Nigeria’s Pension Commission (Pencom) has finally released the amended investment guidelines for Pension Fund Asset.
‘Pension Fund Assets’ means pension asset under management and custody with licensed pension operators, according to the guidelines.
The guidelines, titled ‘Regulation on Investment of Pension Fund Assets,’ had to be further revised in response to the dynamics of the financial and regulatory environment.
According to PenCom, the major highlights of the guidelines include: the introduction of Exchange Traded Funds (a unit trust scheme or an open-ended investment company that issues unleveraged securities or units listed on a securities exchange and tracks the performance of specified securities or assets) as allowable instruments, the incorporation of Guidelines on Global Depository Receipts/Notes (GDRs/GDNs) and Eurobonds, amongst others.
Other highlights include that “The Pension Fund Administrators shall maintain Retirement Savings Account (RSA) Active’ and ‘Retiree’ Funds, as provided in this Regulation, to govern the investment of pension fund assets until effective implementation of the Multi-Fund Structure”.
The new Multi-Fund Structure for RSA Funds would be incorporated into the amended Regulation in the 1st Quarter of 2013, according to the guidelines.
This, it stated, is to provide ample time for the commencement of a public education/sensitisation campaign on the Multi-fund Structure by the Commission as well as for licensed Pension Fund Operators to be operationally ready to implement same.
Also, going forward, Pension Funds Administrators have been ordered to invest pension fund assets with the objectives of ensuring safety and maintenance of fair returns and to also recruit and retain highly skilled personnel in their investment departments.
“PFAs shall not invest Pension Fund Assets in instruments that are subject to any type of prohibitions or limitations on the sale or purchase of such instrument, except for open/close-end/hybrid funds and specialist investment funds allowed by this Regulation,” the guidelines stated, adding that they shall not trade on margin accounts with pension fund assets.
The guidelines also stressed investment limits, stating that administrators shall not engage in borrowing or lending of pension fund assets, but they can now invest in Global Depository Receipts/Notes (GDRs/Ns) and Eurobonds issued by listed Nigerian companies, as certified and approved by SEC.
Henceforth, not more than 10 per cent of the total pension asset under management shall be invested in all instruments/securities (equity, money market and debt) issued by a corporate entity and not more than 45 per cent are to be directly or indirectly invested in any one sector of the Nigerian economy as classified by the Nigerian Stock Exchange (NSE).

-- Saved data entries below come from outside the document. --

//! Tvheadend REST API client: the channel catalog behind the emulator.

use serde::Deserialize;

use crate::config::{SortField, SortOrder, TvheadendSettings};

/// One channel row from Tvheadend's channel grid.
#[derive(Debug, Clone, Deserialize)]
pub struct TvhChannel {
    pub uuid: String,
    #[serde(default)]
    pub enabled: bool,
    #[serde(default)]
    pub name: String,
    #[serde(default)]
    pub number: i64,
}

#[derive(Debug, Deserialize)]
struct ChannelGrid {
    #[serde(default)]
    entries: Vec<TvhChannel>,
}

/// Client for the Tvheadend HTTP API.
#[derive(Debug, Clone)]
pub struct TvheadendClient {
    settings: TvheadendSettings,
    http: reqwest::Client,
}

impl TvheadendClient {
    pub fn new(settings: TvheadendSettings) -> Self {
        Self {
            settings,
            http: reqwest::Client::new(),
        }
    }

    /// Fetch the full channel grid, sorted per configuration.
    pub async fn channel_grid(&self) -> Result<Vec<TvhChannel>, reqwest::Error> {
        let url = format!(
            "{}/api/channel/grid?start=0&limit=999999",
            self.settings.url
        );
        let grid: ChannelGrid = self
            .http
            .get(&url)
            .send()
            .await?
            .error_for_status()?
            .json()
            .await?;

        let mut channels = grid.entries;
        sort_channels(
            &mut channels,
            self.settings.sort_field,
            self.settings.sort_order,
        );
        Ok(channels)
    }

    /// Direct stream URL for a channel, with profile and weight applied.
    pub fn stream_url(&self, channel: &TvhChannel) -> String {
        format!(
            "{}/stream/channel/{}?profile={}&weight={}",
            self.settings.url,
            channel.uuid,
            self.settings.stream_profile,
            self.settings.subscription_weight
        )
    }

    /// Open a channel stream for passthrough.
    pub async fn open_stream(&self, url: &str) -> Result<reqwest::Response, reqwest::Error> {
        self.http.get(url).send().await?.error_for_status()
    }
}

fn sort_channels(channels: &mut [TvhChannel], field: SortField, order: SortOrder) {
    match field {
        SortField::None => return,
        SortField::Name => channels.sort_by(|a, b| a.name.cmp(&b.name)),
        SortField::Number => channels.sort_by_key(|c| c.number),
    }
    if order == SortOrder::Desc {
        channels.reverse();
    }
}
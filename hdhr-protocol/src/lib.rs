//! Wire protocol definitions for HDHomeRun-compatible tuner devices.
//!
//! This crate implements the binary protocol DVR clients use to discover
//! and query network tuners: packet framing with a trailing CRC32C
//! checksum, and the tag-length-value attribute encoding carried inside
//! frame payloads.
//!
//! # Frame Format
//!
//! All integers are big-endian.
//!
//! ```text
//! +--------+--------+------------------+--------+
//! | Type   | Length |     Payload      | CRC32C |
//! | u16 BE | u16 BE |   Length bytes   | u32 BE |
//! +--------+--------+------------------+--------+
//! | 2 bytes| 2 bytes|                  | 4 bytes|
//! ```
//!
//! The checksum covers the header and payload. The checksum algorithm is
//! CRC32C (Castagnoli), not the older CRC32 polynomial.
//!
//! # Example
//!
//! ```rust
//! use hdhr_protocol::{decode_frame, encode_frame, parse_attributes, FrameType};
//!
//! let packet = encode_frame(FrameType::DiscoverReq.into(), &[]);
//! let frame = decode_frame(&packet).unwrap();
//! assert_eq!(frame.frame_type, u16::from(FrameType::DiscoverReq));
//! assert!(parse_attributes(&frame.payload).unwrap().is_empty());
//! ```

pub mod codec;
pub mod error;
pub mod types;

pub use codec::{
    build_attributes, decode_frame, encode_frame, parse_attributes, AttributeReader,
};
pub use error::ProtocolError;
pub use types::{Attribute, Frame, FrameType};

Also, any bank in whose money market instruments pension fund assets are to be invested shall have a minimum credit rating of ‘BBB’ by a registered or recognized Rating Company, according to the guidelines, while a discount house or corporate entity in whose money market instruments or commercial paper, respectively, pension fund assets are to be invested shall have a minimum credit rating of ‘A’ by one registered or recognized Rating Company.
The guidelines however added that if at any time an existing investment is no longer authorized as a result of credit rating downgrade, resulting in a new rating that is not more than one grade below the stipulated minimum, the pension fund may retain such investment to maturity.
The guidelines revealed that Pension Fund Assets can be invested in infrastructure projects through eligible bonds or debt securities.
However, according to the guidelines, the infrastructure project shall be not less than N5 billion in value and would be awarded to a concessionaire with good track record through an open and transparent bidding process in accordance with the due process requirements set out in the Infrastructure Concession and Regulatory Commission Act (ICRC Act).
As part of arrangements for performance benchmark of administrators, the quarterly and annual rates of return on all RSA Funds shall be publicly disclosed by the PFAs and the Commission, according to the guidelines.
“The annual rates of return shall be based on the audited financial statements of the Funds; and on a year rolling average performance of the Fund,” the guidelines stated.
The Commission, said it shall issue further guidelines on performance measurements in the pension industry shortly. It also added that it shall provide the necessary guidelines on the investment of Pension Fund Assets outside the territory of the Federal Republic of Nigeria as and when the need arises.
According to the Commission, the 31 page document, dated 17 December, 2012, is subject to regular reviews by the Commission.